Pourquoi une prison brésilienne a-t-elle recruté une armée d’oies

Perché una prigione brasiliana ha arruolato un esercito di oche

Il s’agit de la prison de São Pedro de Alcântara, dans l’État brésilien de Santa Catarina, qui a renforcé son système de sécurité en remplaçant les chiens de garde par des « agents d’oies » qui patrouillent entre la clôture interne et les murs extérieurs.

Pourquoi une prison bresilienne a t elle recrute une armee doies

Des oies se promènent le long du périmètre d’une prison pour déjouer les tentatives d’évasion. Cela se produit à São Pedro de Alcântara, une municipalité brésilienne de l’État de Santa Catarina, dans la région sud du pays, où le Complexe Pénitentiaire de l’État (CoPE), une prison de haute sécurité faisant partie du Département de l’Administration Pénitentiaire (DEAP), a remplacé les chiens de garde par des « agents d’oies » qui patrouillent entre la clôture interne et les murs extérieurs.

« Nous avons la surveillance électronique, la surveillance des agents et enfin, la surveillance des oies qui ont remplacé les chiens », déclare le directeur de la prison, Marcos Roberto de Souza qui, dans un reportage d’Anderson Coelho pour Reuters, se dit très satisfait de son petit groupe d’oies guidé par le caporal-chef Piu-Piu. « Quand les agents appellent son nom, elle émet un son caractéristique qui rappelle celui d’un klaxon ».

Les oies qui surveillent une prison brésilienne

Le choix des oies, qui ont été progressivement introduites à partir de 2009 jusqu’à maintenir un groupe important de 16 spécimens depuis au moins 2013, a été justifié par leur apparemment immunité émotionnelle et leur manque de familiarité avec les détenus.
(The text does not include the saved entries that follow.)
//! Call payload encoding and return-data decoding.
//!
//! Payload = 4-byte selector followed by one 32-byte word per argument.
//! Return data is read one word at a time; each call site knows which
//! shape it expects, nothing is introspected.

use crate::contracts::{ArgKind, CallSpec};
use crate::error::CodecError;
use alloy::primitives::{Address, Bytes, B256, U256};
use alloy::sol_types::SolValue;

/// One argument word
#[derive(Debug, Clone, Copy, PartialEq, Eq)]
pub enum CallArg {
    Address(Address),
    Uint(U256),
}

impl CallArg {
    pub fn uint(value: u64) -> Self {
        CallArg::Uint(U256::from(value))
    }

    pub fn kind(&self) -> ArgKind {
        match self {
            CallArg::Address(_) => ArgKind::Address,
            CallArg::Uint(_) => ArgKind::Uint,
        }
    }

    /// Addresses are left-padded with zeros, integers big-endian
    pub fn to_word(&self) -> B256 {
        match self {
            CallArg::Address(addr) => addr.into_word(),
            CallArg::Uint(value) => B256::from(value.to_be_bytes::<32>()),
        }
    }
}

impl CallSpec {
    /// Build the raw call payload for this method
    pub fn encode(&self, args: &[CallArg]) -> Bytes {
        debug_assert_eq!(
            args.len(),
            self.args.len(),
            "{} takes {} arguments",
            self.name,
            self.args.len()
        );
        debug_assert!(
            args.iter().zip(self.args).all(|(arg, kind)| arg.kind() == *kind),
            "argument kinds do not match {}",
            self.name
        );

        let mut data = Vec::with_capacity(4 + 32 * args.len());
        data.extend_from_slice(&self.selector);
        for arg in args {
            data.extend_from_slice(arg.to_word().as_slice());
        }
        Bytes::from(data)
    }
}

/// Word `index` of the return data, zero-padded when the data is short
pub fn word(data: &[u8], index: usize) -> B256 {
    let start = index * 32;
    let mut out = [0u8; 32];
    if start < data.len() {
        let end = (start + 32).min(data.len());
        out[..end - start].copy_from_slice(&data[start..end]);
    }
    B256::from(out)
}

/// First word as a right-aligned address (low 20 bytes)
pub fn decode_address(data: &[u8]) -> Address {
    Address::from_word(word(data, 0))
}

/// First word as an unsigned integer
pub fn decode_uint(data: &[u8]) -> U256 {
    U256::from_be_bytes(word(data, 0).0)
}

/// First word as u64, saturating on overflow
pub fn decode_u64(data: &[u8]) -> u64 {
    let value = decode_uint(data);
    if value > U256::from(u64::MAX) {
        u64::MAX
    } else {
        value.to::<u64>()
    }
}

/// Decode an ERC-20 `symbol()` result.
///
/// Standard tokens return an ABI `string`; some older tokens return a
/// right-padded `bytes32` instead.
pub fn decode_string(data: &[u8]) -> Result<String, CodecError> {
    if data.is_empty() {
        return Err(CodecError::Empty);
    }
    if data.len() == 32 {
        return decode_bytes32_string(data);
    }
    String::abi_decode(data).map_err(|e| CodecError::Abi(e.to_string()))
}

fn decode_bytes32_string(data: &[u8]) -> Result<String, CodecError> {
    let trimmed: Vec<u8> = data.iter().copied().take_while(|b| *b != 0).collect();
    if trimmed.is_empty() {
        return Err(CodecError::InvalidString("empty bytes32 symbol".into()));
    }
    String::from_utf8(trimmed).map_err(|e| CodecError::InvalidString(e.to_string()))
}

#[cfg(test)]
mod tests {
    use super::*;
    use crate::contracts::{ERC20_BALANCE_OF, V1_GET_TOKEN_WITH_ID, V2_TOKEN0};
    use alloy::primitives::address;

    #[test]
    fn test_encode_address_argument_is_left_padded() {
        let account = address!("0x00000000000000000000000000000000deadbeef");
        let data = ERC20_BALANCE_OF.encode(&[CallArg::Address(account)]);

        assert_eq!(data.len(), 36);
        assert_eq!(&data[..4], &[0x70, 0xa0, 0x82, 0x31]);
        assert!(data[4..16].iter().all(|b| *b == 0));
        assert_eq!(&data[16..], account.as_slice());
    }

    #[test]
    fn test_encode_uint_argument_is_big_endian() {
        let data = V1_GET_TOKEN_WITH_ID.encode(&[CallArg::uint(258)]);
        assert_eq!(data.len(), 36);
        assert_eq!(data[34], 1);
        assert_eq!(data[35], 2);
        assert!(data[4..34].iter().all(|b| *b == 0));
    }

    #[test]
    fn test_encode_without_arguments_is_selector_only() {
        assert_eq!(V2_TOKEN0.encode(&[]).as_ref(), &[0x0d, 0xfe, 0x16, 0x81]);
    }

    #[test]
    fn test_decode_address_takes_low_20_bytes() {
        let token = address!("0x6b175474e89094c44da98b954eedeac495271d0f");
        let ret = CallArg::Address(token).to_word();
        assert_eq!(decode_address(ret.as_slice()), token);
    }

    #[test]
    fn test_short_return_data_decodes_to_zero() {
        assert_eq!(decode_address(&[]), Address::ZERO);
        assert_eq!(decode_uint(&[]), U256::ZERO);
        assert_eq!(decode_u64(&[]), 0);
    }

    #[test]
    fn test_decode_u64_saturates() {
        let big = CallArg::Uint(U256::MAX).to_word();
        assert_eq!(decode_u64(big.as_slice()), u64::MAX);
        let small = CallArg::uint(42).to_word();
        assert_eq!(decode_u64(small.as_slice()), 42);
    }

    #[test]
    fn test_decode_abi_string() {
        let data = "WETH".to_string().abi_encode();
        assert_eq!(data.len(), 96);
        assert_eq!(decode_string(&data).unwrap(), "WETH");
    }

    #[test]
    fn test_decode_bytes32_symbol() {
        let mut raw = [0u8; 32];
        raw[..3].copy_from_slice(b"MKR");
        assert_eq!(decode_string(&raw).unwrap(), "MKR");
    }

    #[test]
    fn test_decode_string_rejects_garbage() {
        assert_eq!(decode_string(&[]), Err(CodecError::Empty));
        assert!(decode_string(&[0u8; 32]).is_err());

        // Offset points past the end of the data
        let mut data = vec![0u8; 64];
        data[31] = 0xff;
        assert!(matches!(decode_string(&data), Err(CodecError::Abi(_))));
    }
}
Depuis décembre, selon l’édition brésilienne de L’Officiel, les oies remplacent complètement les chiens de garde, bien que l’unité pénitentiaire n’ait pas divulgué le nombre d’agents à plumes opérationnels : il est clair que l’arme principale de ces animaux réside non pas dans leurs attaques physiques, mais dans les sons qu’ils émettent à chaque mouvement, facilement identifiables même à distance, tout comme une sirène.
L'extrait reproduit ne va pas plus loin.